On Saturday, the Pentagon confirmed that a U.S. counterterrorism airstrike earlier this month killed Al Qaeda leader and terror mastermind Qari Yasin, a senior figure from Pakistan who plotted multiple terror attacks that resulted in the deaths of dozens of innocent people. The strike that killed him was conducted on March 19 in Paktika Province, Afghanistan.
Yasin was responsible for the deadly Marriott Hotel bombing in Islamabad in 2008 that resulted in the deaths of U.S. Air Force Maj. Rodolfo I. Rodriguez and Navy Cryptologic Technician Third Class Petty Officer Matthew J. O’Bryant and over 50 others. Yasin was also responsible for the 2009 bus attack in Lahore that killed six Pakistani police officers, two civilians, and injured six members of the Sri Lankan cricket team. It was executed by attackers with rifles, grenades and rockets.
“The death of Qari Yasin is evidence that terrorists who defame Islam and deliberately target innocent people will not escape justice,” Secretary of Defense Jim Mattis said in a statement from the Pentagon.

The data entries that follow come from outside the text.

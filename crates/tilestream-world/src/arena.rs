//! Arena storage for chunks addressed by generational keys.

use tilestream_common::{ChunkKey, WorldError, WorldResult};

use crate::chunk::Chunk;

#[derive(Debug)]
struct Slot {
    generation: u32,
    chunk: Option<Chunk>,
}

/// Arena-based chunk storage.
///
/// Uses a free list for O(1) insertion and removal. Removing a chunk bumps
/// its slot's generation so outstanding keys to it stop resolving.
#[derive(Debug, Default)]
pub struct ChunkArena {
    /// Storage slots
    slots: Vec<Slot>,
    /// Free slot indices for reuse
    free_list: Vec<u32>,
    /// Number of live chunks
    len: usize,
}

impl ChunkArena {
    /// Creates a new empty arena.
    #[must_use]
    pub fn new() -> Self {
        Self::default()
    }

    /// Creates a new arena with pre-allocated capacity.
    #[must_use]
    pub fn with_capacity(capacity: usize) -> Self {
        Self {
            slots: Vec::with_capacity(capacity),
            free_list: Vec::new(),
            len: 0,
        }
    }

    /// Returns the number of live chunks.
    #[must_use]
    pub const fn len(&self) -> usize {
        self.len
    }

    /// Returns true if there are no live chunks.
    #[must_use]
    pub const fn is_empty(&self) -> bool {
        self.len == 0
    }

    /// Stores a chunk and returns its key.
    pub fn insert(&mut self, chunk: Chunk) -> ChunkKey {
        self.len += 1;

        if let Some(index) = self.free_list.pop() {
            let slot = &mut self.slots[index as usize];
            slot.chunk = Some(chunk);
            return ChunkKey::new(index, slot.generation);
        }

        let index = self.slots.len() as u32;
        self.slots.push(Slot {
            generation: 0,
            chunk: Some(chunk),
        });
        ChunkKey::new(index, 0)
    }

    /// Removes a chunk, returning it.
    pub fn remove(&mut self, key: ChunkKey) -> WorldResult<Chunk> {
        let slot = self
            .slots
            .get_mut(key.index() as usize)
            .filter(|slot| slot.generation == key.generation())
            .ok_or(WorldError::StaleChunkKey(key))?;

        let chunk = slot.chunk.take().ok_or(WorldError::StaleChunkKey(key))?;
        slot.generation = slot.generation.wrapping_add(1);
        self.free_list.push(key.index());
        self.len -= 1;
        Ok(chunk)
    }

    /// Gets a chunk by key.
    #[must_use]
    pub fn get(&self, key: ChunkKey) -> Option<&Chunk> {
        self.slots
            .get(key.index() as usize)
            .filter(|slot| slot.generation == key.generation())
            .and_then(|slot| slot.chunk.as_ref())
    }

    /// Gets a chunk mutably by key.
    pub fn get_mut(&mut self, key: ChunkKey) -> Option<&mut Chunk> {
        self.slots
            .get_mut(key.index() as usize)
            .filter(|slot| slot.generation == key.generation())
            .and_then(|slot| slot.chunk.as_mut())
    }

    /// Checks if a key names a live chunk.
    #[must_use]
    pub fn contains(&self, key: ChunkKey) -> bool {
        self.get(key).is_some()
    }

    /// Iterates over all live chunks with their keys.
    pub fn iter(&self) -> impl Iterator<Item = (ChunkKey, &Chunk)> {
        self.slots.iter().enumerate().filter_map(|(index, slot)| {
            slot.chunk
                .as_ref()
                .map(|chunk| (ChunkKey::new(index as u32, slot.generation), chunk))
        })
    }
}

#[cfg(test)]
mod tests {
    use super::*;
    use tilestream_common::ChunkOrigin;

    #[test]
    fn test_insert_and_get() {
        let mut arena = ChunkArena::new();
        let key = arena.insert(Chunk::new(ChunkOrigin::new(1, 2)));

        assert_eq!(arena.len(), 1);
        assert!(arena.contains(key));
        assert_eq!(
            arena.get(key).map(Chunk::origin),
            Some(ChunkOrigin::new(1, 2))
        );
    }

    #[test]
    fn test_remove_invalidates_key() {
        let mut arena = ChunkArena::new();
        let key = arena.insert(Chunk::new(ChunkOrigin::ZERO));

        let chunk = arena.remove(key).expect("chunk should exist");
        assert_eq!(chunk.origin(), ChunkOrigin::ZERO);
        assert!(arena.is_empty());
        assert!(arena.get(key).is_none());
        assert!(matches!(
            arena.remove(key),
            Err(WorldError::StaleChunkKey(k)) if k == key
        ));
    }

    #[test]
    fn test_slot_reuse_bumps_generation() {
        let mut arena = ChunkArena::new();
        let old = arena.insert(Chunk::new(ChunkOrigin::ZERO));
        arena.remove(old).expect("chunk should exist");

        let new = arena.insert(Chunk::new(ChunkOrigin::new(5, 5)));
        assert_eq!(new.index(), old.index());
        assert_ne!(new.generation(), old.generation());
        assert!(arena.get(old).is_none());
        assert!(arena.get(new).is_some());
    }

    #[test]
    fn test_iter_skips_free_slots() {
        let mut arena = ChunkArena::with_capacity(3);
        let a = arena.insert(Chunk::new(ChunkOrigin::new(0, 0)));
        let b = arena.insert(Chunk::new(ChunkOrigin::new(1, 0)));
        arena.insert(Chunk::new(ChunkOrigin::new(2, 0)));
        arena.remove(a).expect("chunk should exist");

        let keys: Vec<_> = arena.iter().map(|(key, _)| key).collect();
        assert_eq!(keys.len(), 2);
        assert!(keys.contains(&b));
    }

    #[test]
    fn test_out_of_range_key() {
        let mut arena = ChunkArena::new();
        let bogus = ChunkKey::new(42, 0);
        assert!(arena.get(bogus).is_none());
        assert!(arena.get_mut(bogus).is_none());
        assert!(arena.remove(bogus).is_err());
    }
}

The Marriott Hotel bombing in Islamabad was among the worst in Pakistan’s history. Over 50 people were killed when a dump truck filled with 1,300 pounds of explosives blew up at the building’s entrance. The explosion left a crater that was 60-feet wide and 25-feet deep.
Below is video footage taken in the aftermath of the Islamabad bombing:
The Pentagon said that Yasin was a part of Tehrik-e-Taliban in Pakistan, now known as the Pakistani Taliban. The group was officially founded in 2007 and is comprised of about 30 militant groups. The Pakistani Taliban is the group responsible for shooting Malala Yousafzai in 2012 on her way to school. A spokesman for the group also claimed responsibility for the failed Times Square bomb in May of 2010 in New York City.